*** Opening Data for this exercise ***
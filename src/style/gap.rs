//! Child-gap translation: inter-child spacing as margins on all but the last child.
//!
//! CSS margins cascade upward through breakpoints, so a margin set for one
//! direction at a narrow breakpoint would leak into a wider breakpoint that
//! switches direction. At every breakpoint where `direction` or `gap` has an
//! explicit entry, both margin axes are therefore re-asserted: the active axis
//! gets the gap, the other axis gets `0`.
//!
//! Between explicit entries each input carries its last explicit value forward;
//! direction starts as [`Direction::Row`], gap starts unset.

use std::fmt;
use std::str::FromStr;

use serde::{Deserialize, Serialize};

use crate::style::emit::{class_name, emit_value, style_key, Emission, EmissionResult};
use crate::style::property::StyleProperty;
use crate::style::responsive::ResponsiveProp;
use crate::style::value::StyleValue;
use crate::theme::breakpoints::{Breakpoint, BreakpointTable};
use crate::theme::tokens::{Category, TokenRegistry};

/// Flex direction of a layout container.
#[derive(Debug, Clone, Copy, Default, PartialEq, Eq, Hash, Serialize, Deserialize)]
#[serde(rename_all = "kebab-case")]
pub enum Direction {
    #[default]
    Row,
    Column,
    RowReverse,
    ColumnReverse,
}

impl Direction {
    pub fn as_str(self) -> &'static str {
        match self {
            Direction::Row => "row",
            Direction::Column => "column",
            Direction::RowReverse => "row-reverse",
            Direction::ColumnReverse => "column-reverse",
        }
    }

    /// The main axis. Reversed directions share their forward counterpart's axis.
    pub fn axis(self) -> Axis {
        match self {
            Direction::Row | Direction::RowReverse => Axis::Row,
            Direction::Column | Direction::ColumnReverse => Axis::Column,
        }
    }
}

impl fmt::Display for Direction {
    fn fmt(&self, f: &mut fmt::Formatter<'_>) -> fmt::Result {
        f.write_str(self.as_str())
    }
}

/// Error for a direction string that is not one of the four flex directions.
#[derive(Debug, Clone, PartialEq, Eq, thiserror::Error)]
#[error("unknown direction: {0}")]
pub struct UnknownDirection(pub String);

impl FromStr for Direction {
    type Err = UnknownDirection;

    fn from_str(s: &str) -> Result<Self, Self::Err> {
        match s {
            "row" => Ok(Direction::Row),
            "column" => Ok(Direction::Column),
            "row-reverse" => Ok(Direction::RowReverse),
            "column-reverse" => Ok(Direction::ColumnReverse),
            other => Err(UnknownDirection(other.to_string())),
        }
    }
}

impl From<Direction> for ResponsiveProp<Direction> {
    fn from(direction: Direction) -> Self {
        ResponsiveProp::Scalar(direction)
    }
}

/// Parse a string-valued direction prop. Entries that are not flex directions
/// are dropped, so they behave as if the breakpoint were absent.
pub fn parse_directions(prop: &ResponsiveProp<String>) -> ResponsiveProp<Direction> {
    let parse = |raw: &String| match raw.parse::<Direction>() {
        Ok(direction) => Some(direction),
        Err(err) => {
            tracing::debug!(%err, "dropping direction");
            None
        }
    };
    match prop {
        ResponsiveProp::Scalar(raw) => match parse(raw) {
            Some(direction) => ResponsiveProp::Scalar(direction),
            None => ResponsiveProp::Map(Default::default()),
        },
        ResponsiveProp::Map(map) => ResponsiveProp::Map(
            map.iter()
                .filter_map(|(bp, raw)| parse(raw).map(|d| (bp.clone(), d)))
                .collect(),
        ),
    }
}

/// Layout axis a gap is applied along.
#[derive(Debug, Clone, Copy, PartialEq, Eq, Hash, Serialize)]
#[serde(rename_all = "lowercase")]
pub enum Axis {
    Row,
    Column,
}

impl Axis {
    pub fn other(self) -> Axis {
        match self {
            Axis::Row => Axis::Column,
            Axis::Column => Axis::Row,
        }
    }

    /// Margin that separates a child from its next sibling along this axis.
    pub fn margin(self) -> StyleProperty {
        match self {
            Axis::Row => StyleProperty::MarginRight,
            Axis::Column => StyleProperty::MarginBottom,
        }
    }
}

/// Gap to apply at one breakpoint, before lowering into margin classes.
#[derive(Debug, Clone, PartialEq, Eq, Serialize)]
pub struct GapDirective {
    pub breakpoint: Breakpoint,
    pub axis: Axis,
    pub gap_value: StyleValue,
}

impl GapDirective {
    /// The active-axis margin followed by the explicit zero on the other axis.
    ///
    /// The zero goes through the same channel as the gap (class for a token,
    /// custom property for a literal), so a later breakpoint can always
    /// override what an earlier one set.
    pub fn lower(&self) -> [Emission; 2] {
        let active = emit_value(self.axis.margin(), &self.gap_value, &self.breakpoint);
        let other = self.axis.other().margin();
        let zero = if self.gap_value.is_token() {
            Emission::class(class_name(other.class_prefix(), "0", &self.breakpoint))
        } else {
            Emission::style(style_key(other, &self.breakpoint), "0".to_string())
        };
        [active, zero]
    }
}

/// Effective `(direction, gap)` at every breakpoint where either input is explicit.
pub fn gap_directives(
    table: &BreakpointTable,
    registry: &TokenRegistry,
    direction: &ResponsiveProp<Direction>,
    gap: &ResponsiveProp<String>,
) -> Vec<GapDirective> {
    let directions = direction.resolve(table);
    let gaps = gap.resolve(table);

    let mut effective_direction = Direction::default();
    let mut effective_gap: Option<&String> = None;
    let mut directives = Vec::new();

    for breakpoint in table {
        let direction_here = directions
            .iter()
            .find(|r| r.breakpoint.name == breakpoint.name);
        let gap_here = gaps.iter().find(|r| r.breakpoint.name == breakpoint.name);
        if direction_here.is_none() && gap_here.is_none() {
            continue;
        }

        if let Some(r) = direction_here {
            effective_direction = *r.value;
        }
        if let Some(r) = gap_here {
            effective_gap = Some(r.value);
        }

        let Some(raw) = effective_gap else {
            continue;
        };
        let gap_value = StyleValue::classify(registry, Category::Spacing, raw);
        if !gap_value.is_emittable(Category::Spacing) {
            tracing::debug!(
                gap = %raw,
                breakpoint = %breakpoint.name,
                "skipping child gap: not a spacing token or length"
            );
            continue;
        }

        directives.push(GapDirective {
            breakpoint: breakpoint.clone(),
            axis: effective_direction.axis(),
            gap_value,
        });
    }

    directives
}

/// Margin classes (and literal styles) for every child except the last.
pub fn translate_gap(
    table: &BreakpointTable,
    registry: &TokenRegistry,
    direction: &ResponsiveProp<Direction>,
    gap: &ResponsiveProp<String>,
) -> EmissionResult {
    gap_directives(table, registry, direction, gap)
        .iter()
        .flat_map(GapDirective::lower)
        .collect()
}

/// One result per child in render order; the last child gets an empty result.
pub fn child_gaps(
    table: &BreakpointTable,
    registry: &TokenRegistry,
    direction: &ResponsiveProp<Direction>,
    gap: &ResponsiveProp<String>,
    child_count: usize,
) -> Vec<EmissionResult> {
    if child_count == 0 {
        return Vec::new();
    }
    let shared = translate_gap(table, registry, direction, gap);
    let mut children = vec![shared; child_count - 1];
    children.push(EmissionResult::new());
    children
}

#[cfg(test)]
mod tests {
    use super::*;
    use pretty_assertions::assert_eq;

    fn table() -> BreakpointTable {
        BreakpointTable::default()
    }

    fn registry() -> TokenRegistry {
        TokenRegistry::new().with_tokens(Category::Spacing, ["xs", "sm", "md", "lg", "xl"])
    }

    fn classes(direction: ResponsiveProp<Direction>, gap: ResponsiveProp<String>) -> Vec<String> {
        translate_gap(&table(), &registry(), &direction, &gap).classes
    }

    #[test]
    fn test_direction_parse() {
        assert_eq!("column-reverse".parse::<Direction>(), Ok(Direction::ColumnReverse));
        assert_eq!(
            "diagonal".parse::<Direction>(),
            Err(UnknownDirection("diagonal".into()))
        );
    }

    #[test]
    fn test_parse_directions_drops_invalid() {
        let parsed = parse_directions(&[("base", "column"), ("tablet", "sideways")].into());
        assert_eq!(parsed, ResponsiveProp::from_pairs([("base", Direction::Column)]));

        let parsed = parse_directions(&"sideways".into());
        assert_eq!(parsed, ResponsiveProp::Map(Default::default()));
    }

    #[test]
    fn test_axis_margins() {
        assert_eq!(Axis::Row.margin(), StyleProperty::MarginRight);
        assert_eq!(Axis::Column.margin(), StyleProperty::MarginBottom);
        assert_eq!(Direction::RowReverse.axis(), Axis::Row);
        assert_eq!(Direction::ColumnReverse.axis(), Axis::Column);
    }

    #[test]
    fn test_scalar_row_gap() {
        assert_eq!(
            classes(Direction::Row.into(), "md".into()),
            vec!["m-right-md", "m-bottom-0"]
        );
    }

    #[test]
    fn test_default_direction_is_row() {
        let direction = ResponsiveProp::Map(Default::default());
        assert_eq!(classes(direction, "sm".into()), vec!["m-right-sm", "m-bottom-0"]);
    }

    #[test]
    fn test_dual_axis_per_breakpoint() {
        let direction = ResponsiveProp::from_pairs([
            ("base", Direction::Column),
            ("desktop", Direction::Row),
        ]);
        let gap: ResponsiveProp<String> = [("base", "sm"), ("desktop", "lg")].into();
        assert_eq!(
            classes(direction, gap),
            vec![
                "m-bottom-sm",
                "m-right-0",
                "m-right-lg-desktop",
                "m-bottom-0-desktop",
            ]
        );
    }

    #[test]
    fn test_direction_change_carries_gap_forward() {
        let direction = ResponsiveProp::from_pairs([
            ("base", Direction::Column),
            ("tablet", Direction::Row),
        ]);
        assert_eq!(
            classes(direction, "md".into()),
            vec![
                "m-bottom-md",
                "m-right-0",
                "m-right-md-tablet",
                "m-bottom-0-tablet",
            ]
        );
    }

    #[test]
    fn test_gap_change_carries_direction_forward() {
        let gap: ResponsiveProp<String> = [("base", "xs"), ("hd", "xl")].into();
        assert_eq!(
            classes(Direction::Column.into(), gap),
            vec!["m-bottom-xs", "m-right-0", "m-bottom-xl-hd", "m-right-0-hd"]
        );
    }

    #[test]
    fn test_no_gap_before_first_gap_entry() {
        let direction = ResponsiveProp::from_pairs([
            ("base", Direction::Row),
            ("desktop", Direction::Column),
        ]);
        let gap: ResponsiveProp<String> = [("tablet", "sm")].into();
        assert_eq!(
            classes(direction, gap),
            vec![
                "m-right-sm-tablet",
                "m-bottom-0-tablet",
                "m-bottom-sm-desktop",
                "m-right-0-desktop",
            ]
        );
    }

    #[test]
    fn test_literal_gap_emits_style() {
        let result = translate_gap(&table(), &registry(), &Direction::Row.into(), &"12px".into());
        assert!(result.classes.is_empty());
        assert_eq!(result.style.get("--m-right-base").map(String::as_str), Some("12px"));
        assert_eq!(result.style.get("--m-bottom-base").map(String::as_str), Some("0"));
    }

    #[test]
    fn test_literal_gap_across_direction_change() {
        let direction = ResponsiveProp::from_pairs([
            ("base", Direction::Row),
            ("tablet", Direction::Column),
        ]);
        let result = translate_gap(&table(), &registry(), &direction, &"12px".into());
        assert!(result.classes.is_empty());
        assert_eq!(
            result.style.into_iter().collect::<Vec<_>>(),
            vec![
                ("--m-bottom-base".to_string(), "0".to_string()),
                ("--m-bottom-tablet".to_string(), "12px".to_string()),
                ("--m-right-base".to_string(), "12px".to_string()),
                ("--m-right-tablet".to_string(), "0".to_string()),
            ]
        );
    }

    #[test]
    fn test_literal_then_token_gap() {
        let direction = ResponsiveProp::from_pairs([
            ("base", Direction::Row),
            ("desktop", Direction::Column),
        ]);
        let gap: ResponsiveProp<String> = [("base", "12px"), ("desktop", "md")].into();
        let result = translate_gap(&table(), &registry(), &direction, &gap);
        assert_eq!(result.classes, vec!["m-bottom-md-desktop", "m-right-0-desktop"]);
        assert_eq!(
            result.style.into_iter().collect::<Vec<_>>(),
            vec![
                ("--m-bottom-base".to_string(), "0".to_string()),
                ("--m-right-base".to_string(), "12px".to_string()),
            ]
        );
    }

    #[test]
    fn test_invalid_gap_skips_breakpoint() {
        let gap: ResponsiveProp<String> = [("base", "sm"), ("tablet", "enormous")].into();
        assert_eq!(
            classes(Direction::Row.into(), gap),
            vec!["m-right-sm", "m-bottom-0"]
        );
    }

    #[test]
    fn test_directives() {
        let direction = ResponsiveProp::from_pairs([("tablet", Direction::Column)]);
        let directives = gap_directives(&table(), &registry(), &direction, &"lg".into());
        assert_eq!(
            directives,
            vec![
                GapDirective {
                    breakpoint: Breakpoint::new("base", 0),
                    axis: Axis::Row,
                    gap_value: StyleValue::Token("lg".into()),
                },
                GapDirective {
                    breakpoint: Breakpoint::new("tablet", 768),
                    axis: Axis::Column,
                    gap_value: StyleValue::Token("lg".into()),
                },
            ]
        );
    }

    #[test]
    fn test_last_child_is_bare() {
        let children = child_gaps(&table(), &registry(), &Direction::Row.into(), &"md".into(), 3);
        assert_eq!(children.len(), 3);
        assert_eq!(children[0].classes, vec!["m-right-md", "m-bottom-0"]);
        assert_eq!(children[0], children[1]);
        assert!(children[2].is_empty());
    }

    #[test]
    fn test_no_children() {
        let children = child_gaps(&table(), &registry(), &Direction::Row.into(), &"md".into(), 0);
        assert!(children.is_empty());
    }
}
*** Closing Data for this exercise ***
= Brief =
Please go through the data above and copy each line that has the word "StyleValue".

= Written response =
use crate::style::value::StyleValue;
    pub gap_value: StyleValue,
        let gap_value = StyleValue::classify(registry, Category::Spacing, raw);
                    gap_value: StyleValue::Token("lg".into()),
                    gap_value: StyleValue::Token("lg".into()),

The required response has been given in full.